EXERCISE REQUIREMENTS:
Copy each entry as written.

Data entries
▬▬▬

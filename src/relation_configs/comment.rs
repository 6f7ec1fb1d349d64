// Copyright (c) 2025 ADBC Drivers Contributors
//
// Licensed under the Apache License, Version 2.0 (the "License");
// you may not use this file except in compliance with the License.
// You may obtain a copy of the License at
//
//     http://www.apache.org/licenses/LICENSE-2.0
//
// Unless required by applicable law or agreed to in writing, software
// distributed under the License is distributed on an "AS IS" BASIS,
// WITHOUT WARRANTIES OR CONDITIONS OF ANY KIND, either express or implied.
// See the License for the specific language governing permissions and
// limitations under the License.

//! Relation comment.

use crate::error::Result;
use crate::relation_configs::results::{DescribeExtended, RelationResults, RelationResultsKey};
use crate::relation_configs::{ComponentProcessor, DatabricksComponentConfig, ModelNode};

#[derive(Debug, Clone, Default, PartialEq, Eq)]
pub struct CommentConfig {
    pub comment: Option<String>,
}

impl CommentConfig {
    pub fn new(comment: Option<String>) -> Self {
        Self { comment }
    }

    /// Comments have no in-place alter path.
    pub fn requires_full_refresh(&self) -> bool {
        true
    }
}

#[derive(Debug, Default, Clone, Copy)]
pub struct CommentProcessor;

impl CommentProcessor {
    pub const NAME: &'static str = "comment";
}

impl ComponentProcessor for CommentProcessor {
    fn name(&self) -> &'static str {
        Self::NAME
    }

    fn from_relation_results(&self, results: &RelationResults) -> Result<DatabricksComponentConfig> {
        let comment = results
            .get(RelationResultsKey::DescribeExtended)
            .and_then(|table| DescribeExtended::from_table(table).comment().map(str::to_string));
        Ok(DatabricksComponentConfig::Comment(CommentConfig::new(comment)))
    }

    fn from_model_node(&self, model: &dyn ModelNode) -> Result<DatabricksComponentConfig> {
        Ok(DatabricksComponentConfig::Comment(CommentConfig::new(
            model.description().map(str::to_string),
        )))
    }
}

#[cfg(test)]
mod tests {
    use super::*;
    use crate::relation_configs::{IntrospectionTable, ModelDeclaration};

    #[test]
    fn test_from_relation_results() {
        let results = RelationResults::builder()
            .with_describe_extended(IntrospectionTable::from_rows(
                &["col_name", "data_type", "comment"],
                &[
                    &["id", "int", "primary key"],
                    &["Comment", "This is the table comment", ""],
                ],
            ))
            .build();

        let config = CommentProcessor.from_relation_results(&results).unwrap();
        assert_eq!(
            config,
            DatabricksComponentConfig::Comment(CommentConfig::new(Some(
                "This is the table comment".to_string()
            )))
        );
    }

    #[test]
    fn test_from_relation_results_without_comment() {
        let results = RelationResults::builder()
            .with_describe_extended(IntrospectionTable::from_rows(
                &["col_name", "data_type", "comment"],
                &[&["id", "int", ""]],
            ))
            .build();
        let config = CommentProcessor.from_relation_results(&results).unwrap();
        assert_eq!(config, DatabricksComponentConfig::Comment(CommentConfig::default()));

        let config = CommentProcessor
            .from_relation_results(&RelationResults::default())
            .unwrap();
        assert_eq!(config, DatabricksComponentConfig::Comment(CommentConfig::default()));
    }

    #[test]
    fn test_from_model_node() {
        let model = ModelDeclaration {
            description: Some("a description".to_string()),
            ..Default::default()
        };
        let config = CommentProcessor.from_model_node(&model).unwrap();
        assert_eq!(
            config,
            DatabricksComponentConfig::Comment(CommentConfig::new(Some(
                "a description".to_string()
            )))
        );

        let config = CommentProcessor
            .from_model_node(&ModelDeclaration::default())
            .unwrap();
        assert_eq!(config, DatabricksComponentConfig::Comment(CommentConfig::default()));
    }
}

▬▬▬

ANSWER TO THE EXERCISE:
filename src/relation_configs/comment.rs
repository 6f7ec1fb1d349d64
// Copyright (c) 2025 ADBC Drivers Contributors
//
// Licensed under the Apache License, Version 2.0 (the "License");
// you may not use this file except in compliance with the License.
// You may obtain a copy of the License at
//
//     http://www.apache.org/licenses/LICENSE-2.0
//
// Unless required by applicable law or agreed to in writing, software
// distributed under the License is distributed on an "AS IS" BASIS,
// WITHOUT WARRANTIES OR CONDITIONS OF ANY KIND, either express or implied.
// See the License for the specific language governing permissions and
// limitations under the License.

//! Relation comment.

use crate::error::Result;
use crate::relation_configs::results::{DescribeExtended, RelationResults, RelationResultsKey};
use crate::relation_configs::{ComponentProcessor, DatabricksComponentConfig, ModelNode};

#[derive(Debug, Clone, Default, PartialEq, Eq)]
pub struct CommentConfig {
    pub comment: Option<String>,
}

impl CommentConfig {
    pub fn new(comment: Option<String>) -> Self {
        Self { comment }
    }

    /// Comments have no in-place alter path.
    pub fn requires_full_refresh(&self) -> bool {
        true
    }
}

#[derive(Debug, Default, Clone, Copy)]
pub struct CommentProcessor;

impl CommentProcessor {
    pub const NAME: &'static str = "comment";
}

impl ComponentProcessor for CommentProcessor {
    fn name(&self) -> &'static str {
        Self::NAME
    }

    fn from_relation_results(&self, results: &RelationResults) -> Result<DatabricksComponentConfig> {
        let comment = results
            .get(RelationResultsKey::DescribeExtended)
            .and_then(|table| DescribeExtended::from_table(table).comment().map(str::to_string));
        Ok(DatabricksComponentConfig::Comment(CommentConfig::new(comment)))
    }

    fn from_model_node(&self, model: &dyn ModelNode) -> Result<DatabricksComponentConfig> {
        Ok(DatabricksComponentConfig::Comment(CommentConfig::new(
            model.description().map(str::to_string),
        )))
    }
}

#[cfg(test)]
mod tests {
    use super::*;
    use crate::relation_configs::{IntrospectionTable, ModelDeclaration};

    #[test]
    fn test_from_relation_results() {
        let results = RelationResults::builder()
            .with_describe_extended(IntrospectionTable::from_rows(
                &["col_name", "data_type", "comment"],
                &[
                    &["id", "int", "primary key"],
                    &["Comment", "This is the table comment", ""],
                ],
            ))
            .build();

        let config = CommentProcessor.from_relation_results(&results).unwrap();
        assert_eq!(
            config,
            DatabricksComponentConfig::Comment(CommentConfig::new(Some(
                "This is the table comment".to_string()
            )))
        );
    }

    #[test]
    fn test_from_relation_results_without_comment() {
        let results = RelationResults::builder()
            .with_describe_extended(IntrospectionTable::from_rows(
                &["col_name", "data_type", "comment"],
                &[&["id", "int", ""]],
            ))
            .build();
        let config = CommentProcessor.from_relation_results(&results).unwrap();
        assert_eq!(config, DatabricksComponentConfig::Comment(CommentConfig::default()));

        let config = CommentProcessor
            .from_relation_results(&RelationResults::default())
            .unwrap();
        assert_eq!(config, DatabricksComponentConfig::Comment(CommentConfig::default()));
    }

    #[test]
    fn test_from_model_node() {
        let model = ModelDeclaration {
            description: Some("a description".to_string()),
            ..Default::default()
        };
        let config = CommentProcessor.from_model_node(&model).unwrap();
        assert_eq!(
            config,
            DatabricksComponentConfig::Comment(CommentConfig::new(Some(
                "a description".to_string()
            )))
        );

        let config = CommentProcessor
            .from_model_node(&ModelDeclaration::default())
            .unwrap();
        assert_eq!(config, DatabricksComponentConfig::Comment(CommentConfig::default()));
    }
}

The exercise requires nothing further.